November 20, 2013
Testosterone Replacement Increased Cardiac Events in Veterans With Past Angiography
Dallas—Testosterone-replacement therapy increased risks of death, heart attack, or ischemic stroke in veterans who underwent coronary angiography and had low serum testosterone levels, according to a new study.
The Veterans Administration (VA)-funded study, published this month in the Journal of the American Medical Association, evaluated the association between the use of testosterone therapy and all-cause mortality, myocardial infarction, and stroke among male veterans and whether this association was modified by underlying coronary artery disease (CAD).
Led by researchers from University of Texas Southwestern Medical Center in Dallas, the study involved 8,709 VA patients with low testosterone levels of less than 300 ng/dL who underwent coronary angiography between 2005 and 2011. Participants had high levels of coexisting illnesses, including prior history of heart attack, diabetes, or CAD.
Of the patients, 14% (1,223) started testosterone therapy after a median of 531 days following angiography. After average follow-up of about 2 years and 3.5 months, the primary measured outcome for the study was a composite of all-cause mortality, heart attack, and ischemic stroke.
Results indicate that 19.9% of patients who had not used testosterone-replacement therapy experienced coronary events 3 years after angiography compared to 25.7% in the testosterone therapy group. The groups had similar blood pressure, low-density lipoprotein levels, and use of secondary prevention medications, although the control group actually was slightly older, average age 64, than the testosterone replacement group at average age of 61.
Researchers point out that, even after taking into account other factors that could explain the differences, use of testosterone therapy was associated with adverse outcomes and was consistent among patients with and without CAD.

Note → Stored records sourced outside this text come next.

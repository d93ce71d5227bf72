// src/report.rs

use crate::{
    models::{DownloadResult, ItemWarning},
    pipeline::RunOutcome,
    symbols, ui,
};
use colored::*;
use log::info;
use std::{collections::BTreeMap, path::PathBuf};

/// 失败原因通常很长 (带有下载程序的输出)，分组时只取最有信息量的一行
fn short_reason(reason: &str) -> String {
    let lines: Vec<&str> = reason.lines().map(str::trim).filter(|l| !l.is_empty()).collect();
    lines
        .iter()
        .rev()
        .find(|l| l.starts_with("ERROR"))
        .or_else(|| lines.first())
        .map_or_else(|| "未知原因".to_string(), |l| l.to_string())
}

fn failure_reason(result: &DownloadResult) -> Option<String> {
    result.warnings.iter().find_map(|w| match w {
        ItemWarning::Failed(reason) => Some(short_reason(reason)),
        _ => None,
    })
}

#[derive(Debug, Default, PartialEq)]
pub struct RunReport {
    pub title: String,
    pub total: usize,
    pub downloaded: Vec<(String, Vec<PathBuf>)>,
    pub skipped: Vec<String>,
    pub failed: Vec<(String, String)>,
    pub cancelled: bool,
}

impl RunReport {
    pub fn from_outcome(outcome: &RunOutcome) -> Self {
        let mut report = Self {
            title: outcome.title.clone(),
            total: outcome.total,
            cancelled: outcome.cancelled,
            ..Default::default()
        };
        for result in &outcome.results {
            if let Some(reason) = failure_reason(result) {
                report.failed.push((result.display_title(), reason));
            } else if result.is_already_downloaded() {
                report.skipped.push(result.display_title());
            } else {
                report.downloaded.push((result.display_title(), result.files.clone()));
            }
        }
        report
    }

    /// 原因 -> 条目标题，原因和标题都按字母序
    pub fn grouped_failures(&self) -> BTreeMap<&str, Vec<&str>> {
        let mut grouped: BTreeMap<&str, Vec<&str>> = BTreeMap::new();
        for (title, reason) in &self.failed {
            grouped.entry(reason.as_str()).or_default().push(title.as_str());
        }
        for titles in grouped.values_mut() {
            titles.sort();
        }
        grouped
    }

    /// 未处理的条目数 (取消后剩余的部分)
    pub fn unprocessed(&self) -> usize {
        self.total
            .saturating_sub(self.downloaded.len() + self.skipped.len() + self.failed.len())
    }

    pub fn print(&self) {
        info!(
            "运行报告 '{}': Total={}, Downloaded={}, Skipped={}, Failed={}, Cancelled={}",
            self.title,
            self.total,
            self.downloaded.len(),
            self.skipped.len(),
            self.failed.len(),
            self.cancelled
        );

        ui::print_sub_header(&format!("下载报告 - {}", self.title));
        if !self.downloaded.is_empty() {
            println!("\n{} 已下载 ({}个):", *symbols::OK, self.downloaded.len());
            for (title, files) in &self.downloaded {
                if files.is_empty() {
                    println!("  - {}", title);
                }
                for file in files {
                    println!("  - {}", file.display().to_string().green());
                }
            }
        }
        if !self.skipped.is_empty() {
            println!("\n{} 已下载过，跳过 ({}个):", *symbols::SKIP, self.skipped.len());
            for title in &self.skipped {
                println!("  - {}", title.cyan());
            }
        }
        if !self.failed.is_empty() {
            println!("\n{} 失败 ({}个):", *symbols::ERROR, self.failed.len());
            for (reason, titles) in self.grouped_failures() {
                println!("  - {}", format!("原因: {}", reason).red());
                for title in titles {
                    println!("    - {}", title);
                }
            }
        }
        if self.cancelled {
            println!(
                "\n{} 运行已被取消，{} 个条目未处理。",
                *symbols::WARN,
                self.unprocessed()
            );
        }

        let summary = format!(
            "{} | {} | {} | 总计: {}",
            format!("下载: {}", self.downloaded.len()).green(),
            format!("跳过: {}", self.skipped.len()).yellow(),
            format!("失败: {}", self.failed.len()).red(),
            self.total
        );
        println!("\n{}", summary);
    }
}
//! Chart Components
//!
//! Canvas-rendered charts: bar (curve distribution), donut (top curve-A
//! products) and line (monthly evolution). Each component owns one canvas and
//! redraws inside a reactive effect whenever the dataset bound to its slot
//! changes. The drawing itself is immediate-mode 2D canvas.

use leptos::*;
use wasm_bindgen::JsCast;
use web_sys::{CanvasRenderingContext2d, HtmlCanvasElement};

use crate::state::charts::{ChartInstance, ChartSlot};
use crate::state::global::GlobalState;

/// Bar/donut palette (curve A orange, B blue, C gray, extras for the donut)
const SERIES_COLORS: [&str; 5] = [
    "#f39c12", // Orange
    "#3498db", // Blue
    "#95a5a6", // Gray
    "#2ecc71", // Green
    "#9b59b6", // Purple
];

const BACKGROUND: &str = "#1f2937";
const GRID: &str = "#374151";
const LABEL: &str = "#9ca3af";

/// Bar chart of product counts per ABC curve
#[component]
pub fn CurveBarChart() -> impl IntoView {
    let state = use_context::<GlobalState>().expect("GlobalState not found");
    let canvas_ref = create_node_ref::<html::Canvas>();

    create_effect(move |_| {
        let bound = state
            .charts
            .with(|c| c.get(ChartSlot::CurveBar).cloned());

        if let (Some(canvas), Some(instance)) = (canvas_ref.get(), bound) {
            draw_bar_chart(&canvas, &instance);
        }
    });

    view! {
        <canvas
            node_ref=canvas_ref
            width="480"
            height="300"
            class="w-full h-64 rounded-lg"
        />
    }
}

/// Donut of the top curve-A products by sale price, labeled by SKU
#[component]
pub fn TopProductsDonut() -> impl IntoView {
    let state = use_context::<GlobalState>().expect("GlobalState not found");
    let canvas_ref = create_node_ref::<html::Canvas>();

    create_effect(move |_| {
        let bound = state
            .charts
            .with(|c| c.get(ChartSlot::TopDonut).cloned());

        if let (Some(canvas), Some(instance)) = (canvas_ref.get(), bound) {
            draw_donut_chart(&canvas, &instance);
        }
    });

    view! {
        <div class="relative">
            <canvas
                node_ref=canvas_ref
                width="300"
                height="300"
                class="w-full h-64 rounded-lg"
            />
            <DonutLegend />
        </div>
    }
}

/// Legend mapping donut colors to SKUs
#[component]
fn DonutLegend() -> impl IntoView {
    let state = use_context::<GlobalState>().expect("GlobalState not found");

    view! {
        <div class="flex justify-center flex-wrap gap-3 mt-3">
            {move || {
                let labels = state
                    .charts
                    .with(|c| c.get(ChartSlot::TopDonut).map(|i| i.labels.clone()))
                    .unwrap_or_default();

                labels
                    .into_iter()
                    .enumerate()
                    .map(|(idx, sku)| {
                        let color = SERIES_COLORS[idx % SERIES_COLORS.len()];
                        view! {
                            <div class="flex items-center space-x-2">
                                <div
                                    class="w-3 h-3 rounded-full"
                                    style=format!("background-color: {}", color)
                                />
                                <span class="text-sm text-gray-300">{sku}</span>
                            </div>
                        }
                    })
                    .collect::<Vec<_>>()
            }}
        </div>
    }
}

/// Line chart of the monthly curve evolution (one line per curve)
#[component]
pub fn EvolutionLineChart() -> impl IntoView {
    let state = use_context::<GlobalState>().expect("GlobalState not found");
    let canvas_ref = create_node_ref::<html::Canvas>();

    create_effect(move |_| {
        let bound = state
            .charts
            .with(|c| c.get(ChartSlot::EvolutionLine).cloned());

        if let (Some(canvas), Some(instance)) = (canvas_ref.get(), bound) {
            draw_line_chart(&canvas, &instance);
        }
    });

    view! {
        <div class="relative">
            <canvas
                node_ref=canvas_ref
                width="800"
                height="360"
                class="w-full h-64 md:h-80 rounded-lg"
            />
            <div class="flex justify-center space-x-4 mt-3">
                <LegendDot color="#f39c12" label="Curva A" />
                <LegendDot color="#3498db" label="Curva B" />
                <LegendDot color="#95a5a6" label="Curva C" />
            </div>
        </div>
    }
}

#[component]
fn LegendDot(color: &'static str, label: &'static str) -> impl IntoView {
    view! {
        <div class="flex items-center space-x-2">
            <div class="w-3 h-3 rounded-full" style=format!("background-color: {}", color) />
            <span class="text-sm text-gray-300">{label}</span>
        </div>
    }
}

// ============ Drawing ============

fn context_2d(canvas: &HtmlCanvasElement) -> Option<CanvasRenderingContext2d> {
    canvas
        .get_context("2d")
        .ok()
        .flatten()
        .and_then(|ctx| ctx.dyn_into::<CanvasRenderingContext2d>().ok())
}

fn clear(ctx: &CanvasRenderingContext2d, width: f64, height: f64) {
    ctx.set_fill_style(&BACKGROUND.into());
    ctx.fill_rect(0.0, 0.0, width, height);
}

fn draw_empty_message(ctx: &CanvasRenderingContext2d, width: f64, height: f64) {
    ctx.set_fill_style(&"#6b7280".into());
    ctx.set_font("16px sans-serif");
    let _ = ctx.fill_text("Sem dados", width / 2.0 - 35.0, height / 2.0);
}

fn draw_bar_chart(canvas: &HtmlCanvasElement, instance: &ChartInstance) {
    let Some(ctx) = context_2d(canvas) else { return };

    let width = canvas.width() as f64;
    let height = canvas.height() as f64;
    clear(&ctx, width, height);

    let values = instance.series.first().cloned().unwrap_or_default();
    if values.is_empty() {
        draw_empty_message(&ctx, width, height);
        return;
    }

    let margin_left = 40.0;
    let margin_bottom = 30.0;
    let margin_top = 20.0;
    let chart_width = width - margin_left - 20.0;
    let chart_height = height - margin_top - margin_bottom;

    let (_, axis_max) = value_bounds(&values);

    // Horizontal grid lines with y-axis labels
    ctx.set_line_width(1.0);
    for i in 0..=5 {
        let y = margin_top + (i as f64 / 5.0) * chart_height;
        ctx.set_stroke_style(&GRID.into());
        ctx.begin_path();
        ctx.move_to(margin_left, y);
        ctx.line_to(width - 20.0, y);
        ctx.stroke();

        let value = axis_max * (1.0 - i as f64 / 5.0);
        ctx.set_fill_style(&LABEL.into());
        ctx.set_font("12px sans-serif");
        let _ = ctx.fill_text(&format!("{:.0}", value), 5.0, y + 4.0);
    }

    // Bars
    let slot = chart_width / values.len() as f64;
    let bar_width = slot * 0.6;

    for (idx, value) in values.iter().enumerate() {
        let bar_height = (value / axis_max) * chart_height;
        let x = margin_left + idx as f64 * slot + (slot - bar_width) / 2.0;
        let y = margin_top + chart_height - bar_height;

        ctx.set_fill_style(&SERIES_COLORS[idx % SERIES_COLORS.len()].into());
        ctx.fill_rect(x, y, bar_width, bar_height);

        // Category label under the bar
        if let Some(label) = instance.labels.get(idx) {
            ctx.set_fill_style(&LABEL.into());
            let _ = ctx.fill_text(label, x, height - 10.0);
        }
    }
}

fn draw_donut_chart(canvas: &HtmlCanvasElement, instance: &ChartInstance) {
    let Some(ctx) = context_2d(canvas) else { return };

    let width = canvas.width() as f64;
    let height = canvas.height() as f64;
    clear(&ctx, width, height);

    let values = instance.series.first().cloned().unwrap_or_default();
    let segments = donut_segments(&values);
    if segments.is_empty() {
        draw_empty_message(&ctx, width, height);
        return;
    }

    let cx = width / 2.0;
    let cy = height / 2.0;
    let outer = width.min(height) / 2.0 - 10.0;
    let inner = outer * 0.65;

    for (idx, (start, end)) in segments.iter().enumerate() {
        ctx.set_fill_style(&SERIES_COLORS[idx % SERIES_COLORS.len()].into());
        ctx.begin_path();
        let _ = ctx.arc(cx, cy, outer, *start, *end);
        let _ = ctx.arc_with_anticlockwise(cx, cy, inner, *end, *start, true);
        ctx.close_path();
        ctx.fill();
    }
}

fn draw_line_chart(canvas: &HtmlCanvasElement, instance: &ChartInstance) {
    let Some(ctx) = context_2d(canvas) else { return };

    let width = canvas.width() as f64;
    let height = canvas.height() as f64;
    clear(&ctx, width, height);

    if instance.is_empty() || instance.labels.is_empty() {
        draw_empty_message(&ctx, width, height);
        return;
    }

    let margin_left = 45.0;
    let margin_bottom = 35.0;
    let margin_top = 20.0;
    let chart_width = width - margin_left - 20.0;
    let chart_height = height - margin_top - margin_bottom;

    let all: Vec<f64> = instance.series.iter().flatten().copied().collect();
    let (axis_min, axis_max) = value_bounds(&all);
    let span = axis_max - axis_min;

    // Grid and y labels
    ctx.set_line_width(1.0);
    for i in 0..=5 {
        let y = margin_top + (i as f64 / 5.0) * chart_height;
        ctx.set_stroke_style(&GRID.into());
        ctx.begin_path();
        ctx.move_to(margin_left, y);
        ctx.line_to(width - 20.0, y);
        ctx.stroke();

        let value = axis_max - (i as f64 / 5.0) * span;
        ctx.set_fill_style(&LABEL.into());
        ctx.set_font("12px sans-serif");
        let _ = ctx.fill_text(&format!("{:.0}", value), 5.0, y + 4.0);
    }

    let points = instance.labels.len();
    let step = if points > 1 {
        chart_width / (points - 1) as f64
    } else {
        chart_width
    };

    for (series_idx, series) in instance.series.iter().enumerate() {
        let color = SERIES_COLORS[series_idx % SERIES_COLORS.len()];
        ctx.set_stroke_style(&color.into());
        ctx.set_line_width(2.0);
        ctx.begin_path();

        for (i, value) in series.iter().enumerate() {
            let x = margin_left + i as f64 * step;
            let y = margin_top + ((axis_max - value) / span) * chart_height;
            if i == 0 {
                ctx.move_to(x, y);
            } else {
                ctx.line_to(x, y);
            }
        }
        ctx.stroke();

        // Point markers
        ctx.set_fill_style(&color.into());
        for (i, value) in series.iter().enumerate() {
            let x = margin_left + i as f64 * step;
            let y = margin_top + ((axis_max - value) / span) * chart_height;
            ctx.begin_path();
            let _ = ctx.arc(x, y, 3.0, 0.0, std::f64::consts::PI * 2.0);
            ctx.fill();
        }
    }

    // Month labels along the x axis
    ctx.set_fill_style(&LABEL.into());
    ctx.set_font("12px sans-serif");
    for (i, label) in instance.labels.iter().enumerate() {
        let x = margin_left + i as f64 * step;
        let _ = ctx.fill_text(label, x - 18.0, height - 10.0);
    }
}

// ============ Geometry ============

/// Padded axis bounds for a set of values. Bar charts use only the max (their
/// baseline is zero); line charts use both ends.
fn value_bounds(values: &[f64]) -> (f64, f64) {
    let mut min = f64::INFINITY;
    let mut max = f64::NEG_INFINITY;
    for v in values {
        min = min.min(*v);
        max = max.max(*v);
    }
    if !min.is_finite() || !max.is_finite() {
        return (0.0, 1.0);
    }

    let range = max - min;
    let padding = if range > 0.0 { range * 0.1 } else { 1.0 };
    (min - padding, max + padding)
}

/// Start/end angles (radians from the top of the circle) for donut segments,
/// proportional to each value. Non-positive totals yield no segments.
fn donut_segments(values: &[f64]) -> Vec<(f64, f64)> {
    let total: f64 = values.iter().filter(|v| **v > 0.0).sum();
    if total <= 0.0 {
        return Vec::new();
    }

    let top = -std::f64::consts::FRAC_PI_2;
    let mut angle = top;
    values
        .iter()
        .map(|v| {
            let sweep = v.max(0.0) / total * std::f64::consts::PI * 2.0;
            let segment = (angle, angle + sweep);
            angle += sweep;
            segment
        })
        .collect()
}

#[cfg(test)]
mod tests {
    use super::*;

    #[test]
    fn value_bounds_pads_the_range() {
        let (min, max) = value_bounds(&[10.0, 20.0]);
        assert!(min < 10.0);
        assert!(max > 20.0);
        assert!((max - 21.0).abs() < 1e-9);
    }

    #[test]
    fn value_bounds_handles_flat_and_empty_input() {
        let (min, max) = value_bounds(&[5.0, 5.0]);
        assert!(min < 5.0 && max > 5.0);

        let (min, max) = value_bounds(&[]);
        assert_eq!((min, max), (0.0, 1.0));
    }

    #[test]
    fn donut_segments_cover_the_full_circle() {
        let segments = donut_segments(&[1.0, 1.0, 2.0]);
        assert_eq!(segments.len(), 3);

        let full = std::f64::consts::PI * 2.0;
        let swept: f64 = segments.iter().map(|(s, e)| e - s).sum();
        assert!((swept - full).abs() < 1e-9);

        // Largest value gets half the circle
        let (s, e) = segments[2];
        assert!(((e - s) - full / 2.0).abs() < 1e-9);

        // Segments are contiguous
        assert!((segments[0].1 - segments[1].0).abs() < 1e-9);
    }

    #[test]
    fn donut_segments_reject_non_positive_totals() {
        assert!(donut_segments(&[]).is_empty());
        assert!(donut_segments(&[0.0, -1.0]).is_empty());
    }
}
//! State Management
//!
//! Global reactive state, request sequencing and chart slot registry.

pub mod charts;
pub mod filter;
pub mod global;
pub mod poll;
pub mod seq;

pub use charts::{ChartInstance, ChartSlot, ChartSlots};
pub use filter::{CurveFilter, ProductFilter, SortKey};
pub use global::{
    provide_global_state, CurveItem, DashboardSummary, EvolutionPoint, GlobalState, Product,
};
pub use poll::PollSwitch;
pub use seq::{FetchKind, FetchSeq};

Those risks should be discussed with patients considering testosterone replacement therapy “in terms of what the benefits are and what the potential risks are,” said coauthor P. Michael Ho, MD, PhD, of the VA Eastern Colorado Health Care System in Denver.

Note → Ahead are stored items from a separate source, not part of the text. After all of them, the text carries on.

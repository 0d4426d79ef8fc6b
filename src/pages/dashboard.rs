//! Dashboard Page
//!
//! Main view: summary cards, curve distribution bar chart, top-products donut
//! and low-stock alerts. Refreshes every 30 seconds while mounted.

use leptos::*;
use std::cell::RefCell;
use std::rc::Rc;

use crate::api;
use crate::components::{
    ChartSkeleton, CurveBarChart, CurveValueList, GoalCard, SummaryCards, TopProductsDonut,
    TopProductsList,
};
use crate::state::charts::{ChartInstance, ChartSlot};
use crate::state::global::{GlobalState, LOW_STOCK_THRESHOLD};
use crate::state::poll::PollSwitch;
use crate::state::seq::FetchKind;

/// Dashboard refresh period
const REFRESH_INTERVAL_MS: u32 = 30_000;

/// How many curve-A products feed the donut
const DONUT_TOP_N: usize = 5;

/// Dashboard page component
#[component]
pub fn Dashboard() -> impl IntoView {
    let state = use_context::<GlobalState>().expect("GlobalState not found");

    // Initial load on mount
    let state_for_effect = state.clone();
    create_effect(move |_| {
        let state = state_for_effect.clone();
        spawn_local(async move {
            load_dashboard(state.clone()).await;
            check_stock_alerts(state).await;
        });
    });

    // Fixed-interval auto-refresh, cancelled when the page unmounts
    let poll: Rc<RefCell<PollSwitch<gloo_timers::callback::Interval>>> =
        Rc::new(RefCell::new(PollSwitch::new()));

    let state_for_poll = state.clone();
    poll.borrow_mut().engage(gloo_timers::callback::Interval::new(
        REFRESH_INTERVAL_MS,
        move || {
            let state = state_for_poll.clone();
            spawn_local(async move {
                load_dashboard(state.clone()).await;
                check_stock_alerts(state).await;
            });
        },
    ));

    // Stop polling and destroy the chart instances when the page unmounts
    let poll_for_cleanup = Rc::clone(&poll);
    let state_for_cleanup = state.clone();
    on_cleanup(move || {
        poll_for_cleanup.borrow_mut().disengage();
        state_for_cleanup.charts.update(|c| {
            c.release(ChartSlot::CurveBar);
            c.release(ChartSlot::TopDonut);
        });
    });

    // Bind the bar chart whenever the summary changes
    let state_for_bar = state.clone();
    create_effect(move |_| {
        let summary = state_for_bar.summary.get();
        let instance = ChartInstance::single(
            vec!["Curva A".into(), "Curva B".into(), "Curva C".into()],
            vec![
                summary.curve_a as f64,
                summary.curve_b as f64,
                summary.curve_c as f64,
            ],
        );
        state_for_bar
            .charts
            .update(|c| c.bind(ChartSlot::CurveBar, instance));
    });

    // Bind the donut whenever the curve listing changes
    let state_for_donut = state.clone();
    create_effect(move |_| {
        let items = state_for_donut.curve_items.get();
        let top: Vec<_> = items
            .iter()
            .filter(|i| i.curve == "A")
            .take(DONUT_TOP_N)
            .collect();

        let instance = ChartInstance::single(
            top.iter().map(|i| i.sku.clone()).collect(),
            top.iter().map(|i| i.sale_price).collect(),
        );
        state_for_donut
            .charts
            .update(|c| c.bind(ChartSlot::TopDonut, instance));
    });

    let state_for_refresh = state.clone();
    let refresh_now = move |_| {
        let state = state_for_refresh.clone();
        spawn_local(async move {
            load_dashboard(state.clone()).await;
            check_stock_alerts(state.clone()).await;
            state.show_success("Dados atualizados!");
        });
    };

    let fallback = state.summary_is_fallback;

    view! {
        <div class="space-y-8">
            // Page header
            <div class="flex items-center justify-between">
                <div>
                    <h1 class="text-3xl font-bold">"Dashboard"</h1>
                    <p class="text-gray-400 mt-1">"Visão geral do estoque por curva ABC"</p>
                </div>

                <button
                    on:click=refresh_now
                    class="px-4 py-2 bg-amber-600 hover:bg-amber-700 rounded-lg
                           font-medium transition-colors"
                >
                    "Atualizar"
                </button>
            </div>

            // Fallback notice when showing emergency data
            {move || {
                fallback.get().then(|| view! {
                    <div class="bg-red-900/40 border border-red-700 text-red-300
                                rounded-lg px-4 py-3 text-sm">
                        "Sem conexão com o servidor: exibindo dados de emergência."
                    </div>
                })
            }}

            // Summary cards
            <SummaryCards />

            // Charts (skeleton only on first load, before any listing arrived)
            {
                let loading = state.loading;
                let curve_items = state.curve_items;
                move || {
                    if loading.get() && curve_items.get().is_empty() {
                        view! {
                            <div class="grid md:grid-cols-2 gap-8">
                                <ChartSkeleton />
                                <ChartSkeleton />
                            </div>
                        }
                        .into_view()
                    } else {
                        view! {
                            <div class="grid md:grid-cols-2 gap-8">
                                <section class="bg-gray-800 rounded-xl p-6">
                                    <h2 class="text-xl font-semibold mb-4">"Distribuição ABC"</h2>
                                    <CurveBarChart />
                                </section>

                                <section class="bg-gray-800 rounded-xl p-6">
                                    <h2 class="text-xl font-semibold mb-4">"Top Curva A por Preço"</h2>
                                    <TopProductsDonut />
                                </section>
                            </div>
                        }
                        .into_view()
                    }
                }
            }

            // Sales goal, top products and curve-value ranking
            <div class="grid md:grid-cols-3 gap-8">
                <GoalCard />
                <TopProductsList />
                <CurveValueList />
            </div>
        </div>
    }
}

/// Fetch-and-render cycle: summary then curve listing. Each response is
/// applied only if its token is still current, so a slow poll can never
/// overwrite data from a newer one.
pub async fn load_dashboard(state: GlobalState) {
    state.loading.set(true);

    let token = state.seq.begin(FetchKind::Summary);
    match api::fetch_dashboard_summary().await {
        Ok(summary) => {
            if state.seq.is_current(FetchKind::Summary, token) {
                state.apply_summary(summary);
            }
        }
        Err(e) => {
            web_sys::console::error_1(&format!("Failed to fetch summary: {}", e).into());
            if state.seq.is_current(FetchKind::Summary, token) {
                state.apply_summary_fallback();
            }
        }
    }

    let token = state.seq.begin(FetchKind::CurveListing);
    match api::fetch_curve_listing().await {
        Ok(items) => {
            if state.seq.is_current(FetchKind::CurveListing, token) {
                state.curve_items.set(items);
            }
        }
        Err(e) => {
            // The total-value card keeps its previous listing on failure
            web_sys::console::error_1(&format!("Failed to fetch curve listing: {}", e).into());
        }
    }

    state.loading.set(false);
}

/// Check curve-A products for critically low stock and raise an alert
async fn check_stock_alerts(state: GlobalState) {
    let token = state.seq.begin(FetchKind::Alerts);
    match api::fetch_curve_products("A").await {
        Ok(products) => {
            if !state.seq.is_current(FetchKind::Alerts, token) {
                return;
            }

            let low: Vec<_> = products
                .into_iter()
                .filter(|p| p.stock <= LOW_STOCK_THRESHOLD)
                .collect();

            if let Some(message) = stock_alert_message(low.len()) {
                state.show_alert(&message);
            }
            state.low_stock.set(low);
        }
        Err(e) => {
            web_sys::console::error_1(&format!("Failed to check stock alerts: {}", e).into());
        }
    }
}

/// Toast text for a low-stock check, raised on every check that finds any
fn stock_alert_message(low_count: usize) -> Option<String> {
    (low_count > 0).then(|| format!("{} produtos com estoque baixo!", low_count))
}

#[cfg(test)]
mod tests {
    use super::*;

    #[test]
    fn alert_repeats_while_stock_stays_low() {
        // The same count on consecutive checks still raises a toast
        assert_eq!(
            stock_alert_message(3).as_deref(),
            Some("3 produtos com estoque baixo!")
        );
        assert_eq!(
            stock_alert_message(3).as_deref(),
            Some("3 produtos com estoque baixo!")
        );
    }

    #[test]
    fn no_alert_when_nothing_is_low() {
        assert_eq!(stock_alert_message(0), None);
    }
}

The article notes that an estimated 2.9% of U.S. men over 40-years-old are prescribed testosterone therapy, despite the lack of an extensive randomized trial examining the long-term benefits and risks.

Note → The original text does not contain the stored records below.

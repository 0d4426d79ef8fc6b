//! Pages
//!
//! Top-level page components for each route.

pub mod dashboard;
pub mod evolution;
pub mod products;
pub mod settings;

pub use dashboard::Dashboard;
pub use evolution::Evolution;
pub use products::Products;
pub use settings::Settings;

Writing in an accompanying editorial, Anne R. Cappola, MD, ScM, of the Perelman School of Medicine at the University of Pennsylvania in Philadelphia raised the issue of whether the research can be generalized to “the broader population of men taking testosterone: men of this age group who are taking testosterone for ‘low T syndrome’ or for antiaging purposes and younger men taking it for physical enhancement.”
“Are the benefits—real or perceived—for these groups of men worth any increase in risk? These populations represent a sizable group of testosterone users, and there is only anecdotal evidence that testosterone is safe for these men,” she writes.
“There is mounting evidence of a signal of cardiovascular risk, to which the study by Vigen et al contributes,” Cappola adds. “This signal warrants both cautious testosterone prescribing and additional investigation.”